#### [What to do]
Take from the data every line in which the word "ChangeDeriver" is found.
*** Begin section ***
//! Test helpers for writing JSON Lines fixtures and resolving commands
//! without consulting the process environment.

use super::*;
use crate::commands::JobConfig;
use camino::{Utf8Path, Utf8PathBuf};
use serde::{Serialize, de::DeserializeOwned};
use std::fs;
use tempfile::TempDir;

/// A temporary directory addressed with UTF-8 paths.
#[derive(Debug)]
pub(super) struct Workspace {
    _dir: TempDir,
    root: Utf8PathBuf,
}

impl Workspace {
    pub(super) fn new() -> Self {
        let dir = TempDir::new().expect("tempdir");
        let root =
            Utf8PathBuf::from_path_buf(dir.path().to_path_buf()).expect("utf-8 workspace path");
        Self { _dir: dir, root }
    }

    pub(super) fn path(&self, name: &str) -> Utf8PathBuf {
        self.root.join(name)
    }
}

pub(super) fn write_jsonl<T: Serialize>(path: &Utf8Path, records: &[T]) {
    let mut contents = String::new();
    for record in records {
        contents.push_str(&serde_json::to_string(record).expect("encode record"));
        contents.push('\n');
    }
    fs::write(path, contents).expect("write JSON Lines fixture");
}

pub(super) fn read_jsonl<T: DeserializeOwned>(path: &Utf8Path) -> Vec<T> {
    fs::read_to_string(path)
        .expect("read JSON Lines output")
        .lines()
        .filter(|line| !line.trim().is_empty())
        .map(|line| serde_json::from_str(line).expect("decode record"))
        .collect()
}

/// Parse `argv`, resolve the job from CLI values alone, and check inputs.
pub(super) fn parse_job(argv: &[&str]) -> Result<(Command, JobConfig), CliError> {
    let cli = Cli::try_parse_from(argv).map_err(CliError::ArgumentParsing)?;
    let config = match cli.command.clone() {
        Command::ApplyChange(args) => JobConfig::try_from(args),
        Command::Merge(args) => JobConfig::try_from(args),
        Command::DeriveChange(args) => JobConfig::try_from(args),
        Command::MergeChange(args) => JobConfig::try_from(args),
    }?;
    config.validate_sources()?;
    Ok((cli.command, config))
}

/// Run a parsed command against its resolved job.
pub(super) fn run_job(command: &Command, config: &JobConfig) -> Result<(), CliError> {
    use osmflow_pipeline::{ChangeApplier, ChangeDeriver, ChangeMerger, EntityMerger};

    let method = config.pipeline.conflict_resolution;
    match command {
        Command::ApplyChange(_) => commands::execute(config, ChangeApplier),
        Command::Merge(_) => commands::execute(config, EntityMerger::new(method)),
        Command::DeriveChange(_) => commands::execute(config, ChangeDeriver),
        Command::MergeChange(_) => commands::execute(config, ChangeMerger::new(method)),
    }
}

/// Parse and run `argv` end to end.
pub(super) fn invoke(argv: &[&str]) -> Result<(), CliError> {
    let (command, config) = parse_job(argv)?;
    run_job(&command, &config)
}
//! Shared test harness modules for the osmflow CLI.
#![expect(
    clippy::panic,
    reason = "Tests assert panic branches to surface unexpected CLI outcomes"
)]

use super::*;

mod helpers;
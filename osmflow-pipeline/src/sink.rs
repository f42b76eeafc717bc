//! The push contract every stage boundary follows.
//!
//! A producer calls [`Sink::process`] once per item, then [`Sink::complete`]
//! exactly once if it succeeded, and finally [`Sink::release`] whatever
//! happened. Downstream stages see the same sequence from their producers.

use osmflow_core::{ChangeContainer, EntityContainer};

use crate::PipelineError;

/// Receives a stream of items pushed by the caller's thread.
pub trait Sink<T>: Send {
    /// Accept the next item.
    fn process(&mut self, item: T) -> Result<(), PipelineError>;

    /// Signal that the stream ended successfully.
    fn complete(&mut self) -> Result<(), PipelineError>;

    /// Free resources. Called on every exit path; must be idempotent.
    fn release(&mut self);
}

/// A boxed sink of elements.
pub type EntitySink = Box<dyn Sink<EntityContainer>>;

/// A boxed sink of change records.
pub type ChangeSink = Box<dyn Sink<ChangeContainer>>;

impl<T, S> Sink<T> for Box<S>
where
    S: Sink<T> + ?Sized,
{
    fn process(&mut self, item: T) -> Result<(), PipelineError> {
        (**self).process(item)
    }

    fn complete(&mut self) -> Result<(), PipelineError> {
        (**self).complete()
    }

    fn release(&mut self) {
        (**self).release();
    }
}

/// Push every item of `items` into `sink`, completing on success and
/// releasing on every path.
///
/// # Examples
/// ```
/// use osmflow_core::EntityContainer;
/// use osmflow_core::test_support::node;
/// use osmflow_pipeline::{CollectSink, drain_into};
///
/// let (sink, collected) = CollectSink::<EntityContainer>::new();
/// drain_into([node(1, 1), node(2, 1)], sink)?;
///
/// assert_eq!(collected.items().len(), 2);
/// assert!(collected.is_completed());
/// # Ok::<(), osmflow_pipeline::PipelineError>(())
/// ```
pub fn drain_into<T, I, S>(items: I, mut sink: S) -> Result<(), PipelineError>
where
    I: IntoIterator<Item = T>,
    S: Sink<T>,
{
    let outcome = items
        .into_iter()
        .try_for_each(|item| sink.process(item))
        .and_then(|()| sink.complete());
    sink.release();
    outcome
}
*** End section ***
#### [Written solution]
    use osmflow_pipeline::{ChangeApplier, ChangeDeriver, ChangeMerger, EntityMerger};
        Command::DeriveChange(_) => commands::execute(config, ChangeDeriver),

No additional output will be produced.